First off, let it be said that neither Dylan nor Earle were silver-spoon fed, and neither has received unearned praise for his efforts. The music clearly speaks for itself. Most will remember Jakob Dylan more for his fronting the ’90s rock band the Wallflowers than for his association with his father. In recent years, however, he’s carved an independent path, and in April he released his second solo album, Women and Country (256kbps MP3, Columbia/Amazon.com), which is stylistically and lyrically his best work to date. Produced by T Bone Burnett, the album features guitarist Marc Ribot, fiddler/mandolin player David Mansfield, and Neko Case and Kelly Hogan, who sing backup vocals on most tracks. For the album opener, "Nothing But the Whole Wide World," Dylan delivers his vocals without flair, near-spoken like a cowboy poet (even Case and Hogan, who can both wail, hold back and harmonize delicately), and despite the sparse vocals and accompaniment, the tune stands out as one of the best on the album. In fact, throughout the disc this minimalist style is righteously suited for the album’s recession/depression-era themes of hard work, hard times, and perseverance in spite of it all. Other standout tracks include "Lend a Hand" (very Tom Waits-ish) and the ghostly, echoing "We Don’t Live Here Anymore."
Young in years but aged in experience, Justin Townes Earle is quickly becoming an old pro, with his third album, Harlem River Blues (CD, BS 178) set to release September 14 on the Bloodshot Records label. The album is a much-anticipated follow-up to his critically acclaimed 2009 release, Midnight at the Movies. Earle’s nuanced lyrics can be delivered with a drifter’s southern drawl or flecked with breathless emotion; his gift for songwriting is clearly a skill inherited from his father, though it more closely emulates the likes of Hank Williams or his namesake, Townes Van Zandt. The hand-clapping, foot-tapping title track and opener kicks things off with a gospel choir chorus (which makes quite an entrance), and though the feeling rings of rebirth, the fine print reads of resignation. This is the Harlem River Blues, not baptism, after all. "Workin’ for the MTA" reworks the classic train song for modern times ("Daddy was a railroad man, but this ain’t my daddy’s train -- it’s cold in them tunnels today, mamma, workin’ for the MTA"). Co-produced by Earle and Skylar Wilson, the album features a supporting cast that includes Brian Owings on drums, Paul Niehaus (Calexico) on pedal steel guitar, Bryn Davies on upright bass, and Ketch Secor (Old Crow Medicine Show) on harmonica. This one’s got the current top spot on my Best of 2010 list.

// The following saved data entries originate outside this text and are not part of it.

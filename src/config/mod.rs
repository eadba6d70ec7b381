//! Configuration handling for weigh
//!
//! Every setting has a default, so a config file is optional.

mod schema;

use std::collections::BTreeMap;
use std::fs;
use std::path::{Path, PathBuf};

use anyhow::{Context, Result};
use serde::{Deserialize, Serialize};

use crate::measure::MinifierCommand;

pub use schema::*;

/// Name of the cache directory created next to the executable
pub const CACHE_DIR_NAME: &str = ".cached_modules";

/// Main configuration structure
#[derive(Debug, Clone, Serialize, Deserialize)]
pub struct Config {
    /// Where packages are installed; relative paths are resolved against
    /// the config file's directory
    #[serde(default)]
    pub cache_dir: Option<PathBuf>,

    /// Package installer settings
    #[serde(default)]
    pub installer: InstallerConfig,

    /// Minifier settings
    #[serde(default)]
    pub minifier: MinifierConfig,

    /// `process.env` values substituted into bundled code
    #[serde(default = "default_env")]
    pub env: BTreeMap<String, String>,

    /// Directory a relative `cache_dir` is resolved against: the config
    /// file's directory, or the working directory for a command-line override
    #[serde(skip)]
    pub root: Option<PathBuf>,
}

fn default_env() -> BTreeMap<String, String> {
    let mut env = BTreeMap::new();
    env.insert("NODE_ENV".to_string(), "production".to_string());
    env
}

impl Config {
    /// Load configuration from a file path
    pub fn load<P: AsRef<Path>>(path: P) -> Result<Self> {
        let path = path.as_ref();
        let canonical_path = if path.is_absolute() {
            path.to_path_buf()
        } else {
            std::env::current_dir()?.join(path)
        };

        let content = fs::read_to_string(&canonical_path)
            .with_context(|| format!("Failed to read config file: {}", canonical_path.display()))?;

        let mut config: Config = toml::from_str(&content)
            .with_context(|| format!("Failed to parse {}", canonical_path.display()))?;

        config.root = canonical_path.parent().map(|p| p.to_path_buf());

        config.validate()?;

        Ok(config)
    }

    /// Create a default configuration
    pub fn default_config() -> Self {
        Self {
            cache_dir: None,
            installer: InstallerConfig::default(),
            minifier: MinifierConfig::default(),
            env: default_env(),
            root: None,
        }
    }

    /// Validate the configuration
    fn validate(&self) -> Result<()> {
        if self.installer.program.trim().is_empty() {
            anyhow::bail!("installer.program must not be empty");
        }
        if self.minifier.program.trim().is_empty() {
            anyhow::bail!("minifier.program must not be empty");
        }
        if self.env.keys().any(|key| key.is_empty()) {
            anyhow::bail!("env keys must not be empty");
        }

        Ok(())
    }

    /// Resolve the package cache directory
    ///
    /// Defaults to a directory next to the running executable.
    pub fn cache_dir(&self) -> Result<PathBuf> {
        if let Some(dir) = &self.cache_dir {
            return Ok(match &self.root {
                Some(root) => root.join(dir),
                None => dir.clone(),
            });
        }

        let exe = std::env::current_exe().context("Failed to locate the weigh executable")?;
        let exe_dir = exe
            .parent()
            .context("weigh executable has no parent directory")?;

        Ok(exe_dir.join(CACHE_DIR_NAME))
    }

    /// Minifier invocation, with `overrides` replacing the default arguments
    pub fn minifier_command(&self, overrides: &[String]) -> MinifierCommand {
        let args = if overrides.is_empty() {
            self.minifier.args.clone()
        } else {
            overrides.to_vec()
        };

        MinifierCommand {
            program: self.minifier.program.clone(),
            args,
        }
    }
}

#[cfg(test)]
mod tests {
    use super::*;
    use tempfile::TempDir;

    #[test]
    fn test_defaults() {
        let config = Config::default_config();

        assert_eq!(config.installer.program, "npm");
        assert_eq!(
            config.minifier_command(&[]).args,
            vec!["--compress".to_string(), "--mangle".to_string()]
        );
        assert_eq!(config.env.get("NODE_ENV").map(String::as_str), Some("production"));
        assert!(config.cache_dir().unwrap().ends_with(CACHE_DIR_NAME));
    }

    #[test]
    fn test_minifier_override() {
        let config = Config::default_config();
        let command = config.minifier_command(&["-c".to_string()]);

        assert_eq!(command.program, "uglifyjs");
        assert_eq!(command.args, vec!["-c".to_string()]);
    }

    #[test]
    fn test_load_file() {
        let dir = TempDir::new().unwrap();
        let path = dir.path().join("weigh.toml");
        fs::write(
            &path,
            r#"
cache_dir = "modules"

[minifier]
program = "terser"

[env]
NODE_ENV = "staging"
"#,
        )
        .unwrap();

        let config = Config::load(&path).unwrap();

        assert_eq!(config.cache_dir().unwrap(), dir.path().join("modules"));
        assert_eq!(config.minifier.program, "terser");
        assert_eq!(config.minifier.args.len(), 2);
        assert_eq!(config.installer.program, "npm");
        assert_eq!(config.env["NODE_ENV"], "staging");
    }

    #[test]
    fn test_rejects_empty_program() {
        let dir = TempDir::new().unwrap();
        let path = dir.path().join("weigh.toml");
        fs::write(&path, "[installer]\nprogram = \"\"\n").unwrap();

        assert!(Config::load(&path).is_err());
    }
}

Finally, Punch Brothers’ latest, Antifogmatic (256kbps MP3, Nonesuch/Amazon.com), is a conundrum of genre gene-splicing. These guys aren’t gonna be pinned down any more than you can catch lightening in a bottle. Their quirky, catchy music will have you scratching your head at first, but you’ll soon be nodding along in absolute awe. Chris Thile, on mandolin and vocals, is joined by Gabe Witcher on fiddle, Chris Eldridge on guitar, Noam Pikelny on banjo, and Paul Kowert on upright bass. Based on instrumentation alone, you’d expect bluegrass, but what you hear is that and much more: theatrical, classical, orchestral, barbershop, roots, and detours everywhere from there. Imagination is an instrument in and of itself for this band, whose epic lyrics and weaving, wandering suites take the willing listener to fantasy realms beyond any place you can get to with your feet firmly planted on the ground. So start dancing! Begin with "Rye Whiskey," "Missy," and "This Is the Song (Good Luck)" to get a feel for the kind of tricks Punch Brothers bring to the their performance ring. Don’t try too hard to figure out their secret or catch their sleight of hand. Just enjoy the Antifog-magic. By the way, the "Deluxe" MP3 download of this album contains an additional five-song instrumental EP called All of This Is True.
I’m a lover of these sons and brothers!